• _ACTIVITY_:
Read through the entries below and copy each line where "motion" turns up.

• _INFORMATION PROVIDED_:
⁂

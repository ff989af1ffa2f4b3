// Host-side tests for idle spin and bounded drift.
// The main crate is wasm-only, so we include the pure-Rust modules directly.

#![allow(dead_code)]
mod core {
    pub mod constants {
        include!("../src/core/constants.rs");
    }
    pub mod motion {
        include!("../src/core/motion.rs");
    }
}

use crate::core::motion::*;
use glam::Vec2;

#[test]
fn bounds_scale_with_aspect() {
    let b = Bounds::for_aspect(1.5);
    assert!((b.x.max - 3.0).abs() < 1e-6);
    assert!((b.x.min + 3.0).abs() < 1e-6);
    assert!((b.y.max - 1.0).abs() < 1e-6);
    assert!((b.y.min + 1.0).abs() < 1e-6);
}

#[test]
fn drift_moves_diagonally_from_origin() {
    let mut d = Drift::default();
    d.step(0.5, 1.0);
    assert!(d.position.abs_diff_eq(Vec2::new(0.5, 0.5), 1e-6));
    assert_eq!(d.direction, Vec2::ONE);
    assert_eq!(d.position3().z, 0.0);
}

#[test]
fn drift_reflects_off_vertical_bound() {
    let mut d = Drift::default();
    d.position = Vec2::new(0.0, 0.9);
    d.step(0.5, 1.0);
    // y overshoots 1.0 and turns back; x keeps going
    assert!(d.position.y > 1.0);
    assert_eq!(d.direction.y, -1.0);
    assert_eq!(d.direction.x, 1.0);
    d.step(0.5, 1.0);
    assert!(d.position.y < 1.0);
    assert_eq!(d.direction.y, -1.0);
}

#[test]
fn drift_stays_within_overshoot_over_many_steps() {
    let mut d = Drift::default();
    d.resize(16.0 / 9.0);
    let speed = 0.5;
    let dt = 1.0 / 60.0;
    let slack = speed * dt * 1.01;
    for _ in 0..20_000 {
        d.step(speed, dt);
        assert!(d.position.x <= d.bounds.x.max + slack);
        assert!(d.position.x >= d.bounds.x.min - slack);
        assert!(d.position.y <= d.bounds.y.max + slack);
        assert!(d.position.y >= d.bounds.y.min - slack);
    }
}

#[test]
fn shrinking_bounds_does_not_trap_model() {
    let mut d = Drift::default();
    d.position = Vec2::new(3.5, 0.0);
    d.direction = Vec2::new(1.0, 1.0);
    // narrow viewport puts the model far outside the new x bound
    d.resize(0.5);
    d.step(0.5, 0.1);
    assert_eq!(d.direction.x, -1.0);
    // still outside, but already heading inward: no flip back
    d.step(0.5, 0.1);
    assert_eq!(d.direction.x, -1.0);
    let before = d.position.x;
    for _ in 0..10 {
        d.step(0.5, 0.1);
    }
    assert!(d.position.x < before);
}

#[test]
fn zero_dt_does_not_move() {
    let mut d = Drift::default();
    d.step(0.5, 0.0);
    assert_eq!(d.position, Vec2::ZERO);
}

#[test]
fn spin_accumulates_in_radians_and_wraps() {
    let mut s = Spin::default();
    s.step(0.05, 0.2);
    assert!((s.x - 0.05f32.to_radians()).abs() < 1e-7);
    assert!((s.y - 0.2f32.to_radians()).abs() < 1e-7);
    for _ in 0..10_000 {
        s.step(0.05, 0.2);
        assert!(s.y < std::f32::consts::TAU);
        assert!(s.x < std::f32::consts::TAU);
    }
}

⁂

• _REPLY_:
    pub mod motion {
        include!("../src/core/motion.rs");
use crate::core::motion::*;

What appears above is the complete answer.